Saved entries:
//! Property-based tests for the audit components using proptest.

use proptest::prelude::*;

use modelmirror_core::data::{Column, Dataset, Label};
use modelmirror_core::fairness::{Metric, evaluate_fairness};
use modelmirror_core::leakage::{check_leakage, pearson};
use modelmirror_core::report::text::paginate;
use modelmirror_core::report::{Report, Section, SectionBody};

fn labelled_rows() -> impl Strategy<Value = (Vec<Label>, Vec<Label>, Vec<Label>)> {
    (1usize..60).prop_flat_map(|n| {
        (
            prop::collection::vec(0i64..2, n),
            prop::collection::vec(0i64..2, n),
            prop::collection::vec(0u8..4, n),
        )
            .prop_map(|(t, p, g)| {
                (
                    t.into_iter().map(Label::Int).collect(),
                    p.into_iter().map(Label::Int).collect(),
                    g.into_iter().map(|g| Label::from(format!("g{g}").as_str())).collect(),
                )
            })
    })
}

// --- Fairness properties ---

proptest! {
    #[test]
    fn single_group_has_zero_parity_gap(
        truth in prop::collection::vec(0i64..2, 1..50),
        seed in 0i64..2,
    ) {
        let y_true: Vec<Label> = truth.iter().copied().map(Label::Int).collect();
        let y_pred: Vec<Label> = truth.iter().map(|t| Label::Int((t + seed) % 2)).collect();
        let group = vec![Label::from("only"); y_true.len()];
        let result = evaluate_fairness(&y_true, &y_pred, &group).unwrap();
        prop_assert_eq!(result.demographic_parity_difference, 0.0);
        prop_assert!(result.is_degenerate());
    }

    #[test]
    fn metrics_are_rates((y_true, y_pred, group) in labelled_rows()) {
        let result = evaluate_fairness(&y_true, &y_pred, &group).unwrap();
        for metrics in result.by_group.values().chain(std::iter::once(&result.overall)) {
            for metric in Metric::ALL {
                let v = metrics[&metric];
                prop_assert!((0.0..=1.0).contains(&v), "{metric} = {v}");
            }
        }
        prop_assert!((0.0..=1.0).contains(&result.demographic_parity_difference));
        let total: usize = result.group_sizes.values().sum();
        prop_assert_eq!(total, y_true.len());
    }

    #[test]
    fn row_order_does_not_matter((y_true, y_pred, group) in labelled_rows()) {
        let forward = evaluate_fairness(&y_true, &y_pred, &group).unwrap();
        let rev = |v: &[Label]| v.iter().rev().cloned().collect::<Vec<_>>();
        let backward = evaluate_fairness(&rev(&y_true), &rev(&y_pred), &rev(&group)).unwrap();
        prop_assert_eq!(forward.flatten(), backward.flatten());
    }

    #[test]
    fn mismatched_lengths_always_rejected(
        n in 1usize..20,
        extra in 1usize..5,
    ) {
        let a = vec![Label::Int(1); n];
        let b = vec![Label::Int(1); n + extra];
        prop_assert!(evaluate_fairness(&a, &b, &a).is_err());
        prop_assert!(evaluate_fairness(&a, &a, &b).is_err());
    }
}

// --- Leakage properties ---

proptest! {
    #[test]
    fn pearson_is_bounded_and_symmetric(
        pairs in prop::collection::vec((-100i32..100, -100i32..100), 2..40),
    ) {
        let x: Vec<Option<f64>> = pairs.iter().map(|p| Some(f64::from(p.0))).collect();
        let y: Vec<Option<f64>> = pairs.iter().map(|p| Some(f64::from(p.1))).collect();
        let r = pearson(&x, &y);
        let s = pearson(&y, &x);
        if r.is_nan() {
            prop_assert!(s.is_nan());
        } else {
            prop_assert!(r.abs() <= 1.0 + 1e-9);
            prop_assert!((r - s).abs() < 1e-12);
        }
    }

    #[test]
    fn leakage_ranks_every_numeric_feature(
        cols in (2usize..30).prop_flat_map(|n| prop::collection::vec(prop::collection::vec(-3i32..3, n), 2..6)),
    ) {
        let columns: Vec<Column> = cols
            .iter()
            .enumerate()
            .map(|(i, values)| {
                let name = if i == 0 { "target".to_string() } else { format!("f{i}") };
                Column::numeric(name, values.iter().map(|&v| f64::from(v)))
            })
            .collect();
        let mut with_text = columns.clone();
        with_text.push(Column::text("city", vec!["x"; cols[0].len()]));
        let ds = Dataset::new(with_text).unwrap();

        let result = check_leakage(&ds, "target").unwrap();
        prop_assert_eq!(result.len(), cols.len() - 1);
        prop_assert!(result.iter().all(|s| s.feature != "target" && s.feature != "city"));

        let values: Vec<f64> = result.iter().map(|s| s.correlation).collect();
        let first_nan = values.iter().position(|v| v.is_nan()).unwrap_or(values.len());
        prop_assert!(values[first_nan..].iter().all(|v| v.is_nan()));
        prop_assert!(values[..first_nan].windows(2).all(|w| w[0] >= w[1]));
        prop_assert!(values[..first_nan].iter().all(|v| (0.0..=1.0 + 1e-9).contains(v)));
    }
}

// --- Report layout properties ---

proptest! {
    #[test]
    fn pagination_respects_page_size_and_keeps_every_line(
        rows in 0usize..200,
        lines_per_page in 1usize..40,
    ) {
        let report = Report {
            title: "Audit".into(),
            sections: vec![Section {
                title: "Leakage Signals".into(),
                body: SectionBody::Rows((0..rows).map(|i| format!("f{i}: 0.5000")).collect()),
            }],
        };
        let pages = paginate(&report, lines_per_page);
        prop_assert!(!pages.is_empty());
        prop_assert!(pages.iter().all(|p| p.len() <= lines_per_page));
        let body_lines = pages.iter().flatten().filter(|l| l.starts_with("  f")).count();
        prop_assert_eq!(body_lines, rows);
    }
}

---

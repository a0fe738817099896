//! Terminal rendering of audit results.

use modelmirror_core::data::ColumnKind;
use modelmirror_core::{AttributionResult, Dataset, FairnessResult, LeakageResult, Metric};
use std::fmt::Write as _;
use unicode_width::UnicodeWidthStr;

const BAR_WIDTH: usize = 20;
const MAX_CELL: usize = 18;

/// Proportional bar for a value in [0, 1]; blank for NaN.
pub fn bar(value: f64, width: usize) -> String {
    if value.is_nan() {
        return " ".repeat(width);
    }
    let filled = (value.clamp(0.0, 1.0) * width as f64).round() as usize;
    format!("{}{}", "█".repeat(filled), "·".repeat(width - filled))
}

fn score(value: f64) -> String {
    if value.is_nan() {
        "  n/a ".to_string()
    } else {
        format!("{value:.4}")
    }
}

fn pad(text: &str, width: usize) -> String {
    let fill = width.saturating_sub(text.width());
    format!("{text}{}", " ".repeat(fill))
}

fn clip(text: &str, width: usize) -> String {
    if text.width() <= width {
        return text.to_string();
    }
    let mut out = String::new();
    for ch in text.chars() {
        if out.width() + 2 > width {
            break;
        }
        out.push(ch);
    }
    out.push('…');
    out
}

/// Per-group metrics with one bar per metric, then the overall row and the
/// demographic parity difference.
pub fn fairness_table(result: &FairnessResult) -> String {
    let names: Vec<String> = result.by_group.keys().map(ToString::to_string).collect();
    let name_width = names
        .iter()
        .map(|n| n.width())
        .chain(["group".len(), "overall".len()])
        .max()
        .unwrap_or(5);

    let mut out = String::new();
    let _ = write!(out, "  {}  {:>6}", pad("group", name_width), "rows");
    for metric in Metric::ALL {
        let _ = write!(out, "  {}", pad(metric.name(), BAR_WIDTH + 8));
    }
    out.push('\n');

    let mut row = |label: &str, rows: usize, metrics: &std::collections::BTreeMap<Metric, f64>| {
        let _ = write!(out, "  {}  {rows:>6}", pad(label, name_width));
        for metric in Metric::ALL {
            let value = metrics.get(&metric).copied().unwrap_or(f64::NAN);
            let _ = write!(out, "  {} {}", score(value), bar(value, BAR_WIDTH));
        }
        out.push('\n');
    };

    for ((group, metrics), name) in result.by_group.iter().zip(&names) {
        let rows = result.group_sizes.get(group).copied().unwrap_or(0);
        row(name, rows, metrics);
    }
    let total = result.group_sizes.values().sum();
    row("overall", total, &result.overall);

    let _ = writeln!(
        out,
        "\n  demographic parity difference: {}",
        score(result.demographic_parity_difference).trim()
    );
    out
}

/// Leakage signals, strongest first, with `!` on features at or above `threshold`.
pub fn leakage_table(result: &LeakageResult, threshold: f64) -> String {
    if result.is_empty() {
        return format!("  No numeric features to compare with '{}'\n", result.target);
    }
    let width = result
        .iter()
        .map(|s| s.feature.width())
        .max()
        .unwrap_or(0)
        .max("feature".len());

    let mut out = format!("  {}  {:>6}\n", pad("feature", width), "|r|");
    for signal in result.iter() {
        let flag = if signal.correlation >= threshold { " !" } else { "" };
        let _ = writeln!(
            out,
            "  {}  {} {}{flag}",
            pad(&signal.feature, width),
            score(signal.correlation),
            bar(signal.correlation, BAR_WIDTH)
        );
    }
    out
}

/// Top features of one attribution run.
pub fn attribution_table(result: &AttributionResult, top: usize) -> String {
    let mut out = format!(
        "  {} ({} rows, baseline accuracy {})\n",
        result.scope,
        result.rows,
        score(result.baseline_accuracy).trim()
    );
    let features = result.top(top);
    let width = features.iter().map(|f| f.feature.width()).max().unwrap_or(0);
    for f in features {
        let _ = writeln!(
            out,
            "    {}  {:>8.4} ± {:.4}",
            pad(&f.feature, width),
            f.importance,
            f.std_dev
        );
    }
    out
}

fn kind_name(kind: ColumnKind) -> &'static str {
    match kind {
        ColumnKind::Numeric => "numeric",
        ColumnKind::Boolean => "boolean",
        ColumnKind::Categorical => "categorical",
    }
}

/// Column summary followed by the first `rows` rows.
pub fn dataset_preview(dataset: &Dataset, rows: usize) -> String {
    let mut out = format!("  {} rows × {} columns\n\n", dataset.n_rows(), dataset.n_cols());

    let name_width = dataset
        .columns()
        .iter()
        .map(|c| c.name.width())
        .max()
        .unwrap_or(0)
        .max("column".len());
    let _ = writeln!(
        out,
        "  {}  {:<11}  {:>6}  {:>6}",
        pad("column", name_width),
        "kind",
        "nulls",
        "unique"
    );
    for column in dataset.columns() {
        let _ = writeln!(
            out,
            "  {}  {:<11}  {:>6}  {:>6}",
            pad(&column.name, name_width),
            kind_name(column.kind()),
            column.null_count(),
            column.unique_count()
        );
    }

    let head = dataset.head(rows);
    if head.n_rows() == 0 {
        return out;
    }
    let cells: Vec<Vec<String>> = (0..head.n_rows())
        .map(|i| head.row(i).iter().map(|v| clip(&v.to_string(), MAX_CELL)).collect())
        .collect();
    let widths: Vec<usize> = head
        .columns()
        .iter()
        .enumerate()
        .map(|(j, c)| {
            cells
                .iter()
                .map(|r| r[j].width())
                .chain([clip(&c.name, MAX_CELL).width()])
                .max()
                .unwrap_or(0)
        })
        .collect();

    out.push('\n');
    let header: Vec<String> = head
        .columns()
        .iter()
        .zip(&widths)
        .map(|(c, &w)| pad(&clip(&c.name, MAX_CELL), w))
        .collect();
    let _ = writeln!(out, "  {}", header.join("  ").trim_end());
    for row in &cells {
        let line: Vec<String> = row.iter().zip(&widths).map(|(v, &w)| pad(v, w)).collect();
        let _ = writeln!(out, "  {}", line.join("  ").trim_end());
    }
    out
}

WHAT TO DO: Search each line of the entries for the string "const", then say how many lines have it. Reply with the number only.

YOUR RESPONSE: 2